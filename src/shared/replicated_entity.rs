use alloc::collections::VecDeque;

use bytes::{Bytes, BytesMut};
use log::{error, trace};
use xxhash_rust::xxh3::xxh3_64;

use super::wire;

/// Lifecycle of a [`ReplicatedEntity`].
#[derive(Debug, Clone, Copy, PartialEq, Eq, Hash)]
pub enum EntityState {
    /// Created on the server, but the init payload isn't set yet.
    ///
    /// Excluded from hashing, diffing and broadcasts.
    Pending,
    /// Init payload is known, the entity is replicated.
    Active,
    /// Destroyed, but storage is kept until inbound messages are drained.
    PendingDestroy,
    /// Storage released, the entity can't be accessed by its ID anymore.
    Reclaimed,
}

/// State container of a single replicated entity.
///
/// On the server the entity is authoritative and owned by an
/// [`AuthorityRegistry`](crate::server::AuthorityRegistry).
/// On the client it's a mirror owned by an [`InboundDirectory`](crate::client::InboundDirectory).
#[derive(Debug)]
pub struct ReplicatedEntity {
    authority: bool,
    state: EntityState,
    max_message_len: u16,

    /// Immutable payload sent once on creation.
    init_payload: Bytes,

    /// Current snapshot, replaced as a whole.
    sync_payload: Bytes,

    /// Hash of [`Self::sync_payload`] calculated on the last tick.
    hash: u64,

    /// Hash from the previous tick.
    ///
    /// [`None`] until the first tick after activation, which makes the entity
    /// appear as changed.
    prev_hash: Option<u64>,

    /// Sub-messages posted since the last drain, each prefixed with [`SUB_MESSAGE_PREFIX`](wire::SUB_MESSAGE_PREFIX).
    out_messages: BytesMut,

    in_messages: VecDeque<Bytes>,
}

impl ReplicatedEntity {
    pub(crate) fn authoritative(max_message_len: u16) -> Self {
        Self::new(true, EntityState::Pending, Bytes::new(), max_message_len)
    }

    pub(crate) fn mirror(init_payload: Bytes, max_message_len: u16) -> Self {
        Self::new(false, EntityState::Active, init_payload, max_message_len)
    }

    fn new(authority: bool, state: EntityState, init_payload: Bytes, max_message_len: u16) -> Self {
        Self {
            authority,
            state,
            max_message_len,
            init_payload,
            sync_payload: Default::default(),
            hash: 0,
            prev_hash: None,
            out_messages: Default::default(),
            in_messages: Default::default(),
        }
    }

    /// Returns `true` for server-side entities whose writes are the ground truth.
    pub fn is_authority(&self) -> bool {
        self.authority
    }

    pub fn state(&self) -> EntityState {
        self.state
    }

    /// Returns `true` if the init payload isn't set yet.
    pub fn is_pending_init(&self) -> bool {
        self.state == EntityState::Pending
    }

    /// Returns `true` if the entity was destroyed and waits to be reclaimed.
    pub fn is_pending_destroy(&self) -> bool {
        self.state == EntityState::PendingDestroy
    }

    pub fn init_payload(&self) -> &Bytes {
        &self.init_payload
    }

    /// Sets the payload that will be sent once together with the creation of the entity.
    ///
    /// Server only. Can be called only once, subsequent calls are logged and ignored.
    pub fn set_init_payload(&mut self, payload: impl Into<Bytes>) {
        if !self.authority {
            error!("ignoring init payload for a non-authoritative entity");
            return;
        }
        if self.state != EntityState::Pending {
            error!("ignoring init payload for an entity in `{:?}` state", self.state);
            return;
        }

        self.init_payload = payload.into();
        self.state = EntityState::Active;
    }

    /// Replaces the init payload after a resync.
    pub(crate) fn refresh_init_payload(&mut self, payload: Bytes) {
        self.init_payload = payload;
    }

    /// Returns the current snapshot.
    ///
    /// On the client it's the last payload received from the server.
    pub fn sync_payload(&self) -> &Bytes {
        &self.sync_payload
    }

    /// Replaces the current snapshot.
    ///
    /// Server only. The whole payload is replicated on the next tick if it differs from
    /// the payload replicated on the previous tick.
    pub fn set_sync_payload(&mut self, payload: impl Into<Bytes>) {
        if !self.authority {
            error!("ignoring sync payload for a non-authoritative entity");
            return;
        }

        self.sync_payload = payload.into();
    }

    pub(crate) fn apply_sync_payload(&mut self, payload: Bytes) {
        self.sync_payload = payload;
    }

    /// Queues a message for the other side.
    ///
    /// Messages are sent on the next tick in the order they were posted.
    /// Messages longer than the configured limit are logged and ignored.
    pub fn post_message(&mut self, message: &[u8]) {
        if message.len() > self.max_message_len as usize {
            error!(
                "ignoring message of {} bytes, the limit is {}",
                message.len(),
                self.max_message_len
            );
            return;
        }

        trace!("posting message of {} bytes", message.len());
        wire::frame_message(message, &mut self.out_messages);
    }

    /// Pops the oldest received message.
    pub fn pump_message(&mut self) -> Option<Bytes> {
        self.in_messages.pop_front()
    }

    /// Returns the number of received messages that weren't pumped yet.
    pub fn pending_messages(&self) -> usize {
        self.in_messages.len()
    }

    pub(crate) fn push_messages(&mut self, messages: impl IntoIterator<Item = Bytes>) {
        self.in_messages.extend(messages);
    }

    /// Returns framed messages posted since the last drain.
    pub(crate) fn out_messages(&self) -> &[u8] {
        &self.out_messages
    }

    pub(crate) fn has_out_messages(&self) -> bool {
        !self.out_messages.is_empty()
    }

    /// Clears posted messages.
    ///
    /// Keeps the allocated memory for reuse.
    pub(crate) fn clear_out_messages(&mut self) {
        self.out_messages.clear();
    }

    /// Recalculates the hash of the sync payload.
    pub(crate) fn update_hash(&mut self) {
        self.hash = xxh3_64(&self.sync_payload);
    }

    /// Returns `true` if the hash differs from the previous tick.
    pub(crate) fn is_changed(&self) -> bool {
        self.prev_hash != Some(self.hash)
    }

    /// Remembers the current hash as the previous one.
    pub(crate) fn commit_hash(&mut self) {
        self.prev_hash = Some(self.hash);
    }

    /// Flags the entity as destroyed.
    ///
    /// The flag is never cleared.
    pub(crate) fn mark_pending_destroy(&mut self) {
        self.state = EntityState::PendingDestroy;
    }

    /// Releases the entity.
    ///
    /// # Panics
    ///
    /// Panics if the entity isn't pending destroy or has unread messages.
    pub(crate) fn reclaim(&mut self) {
        assert_eq!(
            self.state,
            EntityState::PendingDestroy,
            "only destroyed entities can be reclaimed"
        );
        assert!(
            self.in_messages.is_empty(),
            "all {} received messages should be pumped before reclaiming",
            self.in_messages.len()
        );

        self.state = EntityState::Reclaimed;
        self.out_messages.clear();
    }
}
____
Print all of the data exactly as it stands above.

filename src/shared/replicated_entity.rs
use alloc::collections::VecDeque;

use bytes::{Bytes, BytesMut};
use log::{error, trace};
use xxhash_rust::xxh3::xxh3_64;

use super::wire;

/// Lifecycle of a [`ReplicatedEntity`].
#[derive(Debug, Clone, Copy, PartialEq, Eq, Hash)]
pub enum EntityState {
    /// Created on the server, but the init payload isn't set yet.
    ///
    /// Excluded from hashing, diffing and broadcasts.
    Pending,
    /// Init payload is known, the entity is replicated.
    Active,
    /// Destroyed, but storage is kept until inbound messages are drained.
    PendingDestroy,
    /// Storage released, the entity can't be accessed by its ID anymore.
    Reclaimed,
}

/// State container of a single replicated entity.
///
/// On the server the entity is authoritative and owned by an
/// [`AuthorityRegistry`](crate::server::AuthorityRegistry).
/// On the client it's a mirror owned by an [`InboundDirectory`](crate::client::InboundDirectory).
#[derive(Debug)]
pub struct ReplicatedEntity {
    authority: bool,
    state: EntityState,
    max_message_len: u16,

    /// Immutable payload sent once on creation.
    init_payload: Bytes,

    /// Current snapshot, replaced as a whole.
    sync_payload: Bytes,

    /// Hash of [`Self::sync_payload`] calculated on the last tick.
    hash: u64,

    /// Hash from the previous tick.
    ///
    /// [`None`] until the first tick after activation, which makes the entity
    /// appear as changed.
    prev_hash: Option<u64>,

    /// Sub-messages posted since the last drain, each prefixed with [`SUB_MESSAGE_PREFIX`](wire::SUB_MESSAGE_PREFIX).
    out_messages: BytesMut,

    in_messages: VecDeque<Bytes>,
}

impl ReplicatedEntity {
    pub(crate) fn authoritative(max_message_len: u16) -> Self {
        Self::new(true, EntityState::Pending, Bytes::new(), max_message_len)
    }

    pub(crate) fn mirror(init_payload: Bytes, max_message_len: u16) -> Self {
        Self::new(false, EntityState::Active, init_payload, max_message_len)
    }

    fn new(authority: bool, state: EntityState, init_payload: Bytes, max_message_len: u16) -> Self {
        Self {
            authority,
            state,
            max_message_len,
            init_payload,
            sync_payload: Default::default(),
            hash: 0,
            prev_hash: None,
            out_messages: Default::default(),
            in_messages: Default::default(),
        }
    }

    /// Returns `true` for server-side entities whose writes are the ground truth.
    pub fn is_authority(&self) -> bool {
        self.authority
    }

    pub fn state(&self) -> EntityState {
        self.state
    }

    /// Returns `true` if the init payload isn't set yet.
    pub fn is_pending_init(&self) -> bool {
        self.state == EntityState::Pending
    }

    /// Returns `true` if the entity was destroyed and waits to be reclaimed.
    pub fn is_pending_destroy(&self) -> bool {
        self.state == EntityState::PendingDestroy
    }

    pub fn init_payload(&self) -> &Bytes {
        &self.init_payload
    }

    /// Sets the payload that will be sent once together with the creation of the entity.
    ///
    /// Server only. Can be called only once, subsequent calls are logged and ignored.
    pub fn set_init_payload(&mut self, payload: impl Into<Bytes>) {
        if !self.authority {
            error!("ignoring init payload for a non-authoritative entity");
            return;
        }
        if self.state != EntityState::Pending {
            error!("ignoring init payload for an entity in `{:?}` state", self.state);
            return;
        }

        self.init_payload = payload.into();
        self.state = EntityState::Active;
    }

    /// Replaces the init payload after a resync.
    pub(crate) fn refresh_init_payload(&mut self, payload: Bytes) {
        self.init_payload = payload;
    }

    /// Returns the current snapshot.
    ///
    /// On the client it's the last payload received from the server.
    pub fn sync_payload(&self) -> &Bytes {
        &self.sync_payload
    }

    /// Replaces the current snapshot.
    ///
    /// Server only. The whole payload is replicated on the next tick if it differs from
    /// the payload replicated on the previous tick.
    pub fn set_sync_payload(&mut self, payload: impl Into<Bytes>) {
        if !self.authority {
            error!("ignoring sync payload for a non-authoritative entity");
            return;
        }

        self.sync_payload = payload.into();
    }

    pub(crate) fn apply_sync_payload(&mut self, payload: Bytes) {
        self.sync_payload = payload;
    }

    /// Queues a message for the other side.
    ///
    /// Messages are sent on the next tick in the order they were posted.
    /// Messages longer than the configured limit are logged and ignored.
    pub fn post_message(&mut self, message: &[u8]) {
        if message.len() > self.max_message_len as usize {
            error!(
                "ignoring message of {} bytes, the limit is {}",
                message.len(),
                self.max_message_len
            );
            return;
        }

        trace!("posting message of {} bytes", message.len());
        wire::frame_message(message, &mut self.out_messages);
    }

    /// Pops the oldest received message.
    pub fn pump_message(&mut self) -> Option<Bytes> {
        self.in_messages.pop_front()
    }

    /// Returns the number of received messages that weren't pumped yet.
    pub fn pending_messages(&self) -> usize {
        self.in_messages.len()
    }

    pub(crate) fn push_messages(&mut self, messages: impl IntoIterator<Item = Bytes>) {
        self.in_messages.extend(messages);
    }

    /// Returns framed messages posted since the last drain.
    pub(crate) fn out_messages(&self) -> &[u8] {
        &self.out_messages
    }

    pub(crate) fn has_out_messages(&self) -> bool {
        !self.out_messages.is_empty()
    }

    /// Clears posted messages.
    ///
    /// Keeps the allocated memory for reuse.
    pub(crate) fn clear_out_messages(&mut self) {
        self.out_messages.clear();
    }

    /// Recalculates the hash of the sync payload.
    pub(crate) fn update_hash(&mut self) {
        self.hash = xxh3_64(&self.sync_payload);
    }

    /// Returns `true` if the hash differs from the previous tick.
    pub(crate) fn is_changed(&self) -> bool {
        self.prev_hash != Some(self.hash)
    }

    /// Remembers the current hash as the previous one.
    pub(crate) fn commit_hash(&mut self) {
        self.prev_hash = Some(self.hash);
    }

    /// Flags the entity as destroyed.
    ///
    /// The flag is never cleared.
    pub(crate) fn mark_pending_destroy(&mut self) {
        self.state = EntityState::PendingDestroy;
    }

    /// Releases the entity.
    ///
    /// # Panics
    ///
    /// Panics if the entity isn't pending destroy or has unread messages.
    pub(crate) fn reclaim(&mut self) {
        assert_eq!(
            self.state,
            EntityState::PendingDestroy,
            "only destroyed entities can be reclaimed"
        );
        assert!(
            self.in_messages.is_empty(),
            "all {} received messages should be pumped before reclaiming",
            self.in_messages.len()
        );

        self.state = EntityState::Reclaimed;
        self.out_messages.clear();
    }
}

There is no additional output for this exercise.